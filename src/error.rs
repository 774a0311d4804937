use awc::error::SendRequestError as ActixError;
use std::fmt;
use std::num::ParseIntError;
use std::str::Utf8Error;
use std::time::Duration;

/// Custom error implementation that describes possible
/// error states.
///
/// This is shared by a whole crate.
#[derive(Debug)]
pub enum Error {
    /// A synchronous input validation failure, surfaced before any
    /// network round trip. Never retried.
    InvalidArgument(String),
    /// The node returned something that could not be parsed
    BadResponse(String),
    /// The HTTP request could not be delivered
    FailedToSend(ActixError),
    /// A structured JSON-RPC error object from the node
    JsonRpcError {
        code: i64,
        message: String,
        data: String,
    },
    /// Failure encoding arguments or decoding return values against
    /// the ABI-declared types
    EncodingError(String),
    /// The call itself failed: unknown method, VM exception, or a
    /// response that does not match the contract's declared outputs
    ContractCallError(String),
    InvalidUtf8(Utf8Error),
    InvalidHex(ParseIntError),
    InvalidAddressLength { got: usize, expected: usize },
    NoBlockProduced { time: Duration },
}

impl From<ParseIntError> for Error {
    fn from(error: ParseIntError) -> Self {
        Error::InvalidHex(error)
    }
}

impl From<Utf8Error> for Error {
    fn from(error: Utf8Error) -> Self {
        Error::InvalidUtf8(error)
    }
}

impl fmt::Display for Error {
    fn fmt(&self, f: &mut fmt::Formatter<'_>) -> fmt::Result {
        match self {
            Error::InvalidArgument(val) => write!(f, "{val}"),
            Error::BadResponse(val) => write!(f, "ErisDB bad response {val}"),
            Error::FailedToSend(val) => write!(f, "ErisDB failed to send {val}"),
            Error::JsonRpcError {
                code,
                message,
                data,
            } => write!(
                f,
                "ErisDB response error code {code} message {message} data {data:?}"
            ),
            Error::EncodingError(val) => write!(f, "ABI encoding error {val}"),
            Error::ContractCallError(val) => {
                write!(f, "Error performing contract call {val}")
            }
            Error::InvalidUtf8(_) => write!(f, "Failed to parse bytes as utf8"),
            Error::InvalidHex(_) => write!(f, "Invalid hex character"),
            Error::InvalidAddressLength { got, expected } => {
                write!(f, "Invalid address length, got {got}, expected {expected}")
            }
            Error::NoBlockProduced { time } => {
                write!(f, "No block was produced for {} seconds", time.as_secs())
            }
        }
    }
}

impl std::error::Error for Error {
    fn source(&self) -> Option<&(dyn std::error::Error + 'static)> {
        match self {
            Error::InvalidUtf8(inner) => Some(inner),
            Error::InvalidHex(inner) => Some(inner),
            _ => None,
        }
    }
}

○ ○ ○ ○ ○ ○ ○

What the exercise asks: Look above for the line containing "address length, got" and the line containing "impl std::error::Error for". Transcribe both, with the lines between them, exactly.

Task solution:
                write!(f, "Invalid address length, got {got}, expected {expected}")
            }
            Error::NoBlockProduced { time } => {
                write!(f, "No block was produced for {} seconds", time.as_secs())
            }
        }
    }
}

impl std::error::Error for Error {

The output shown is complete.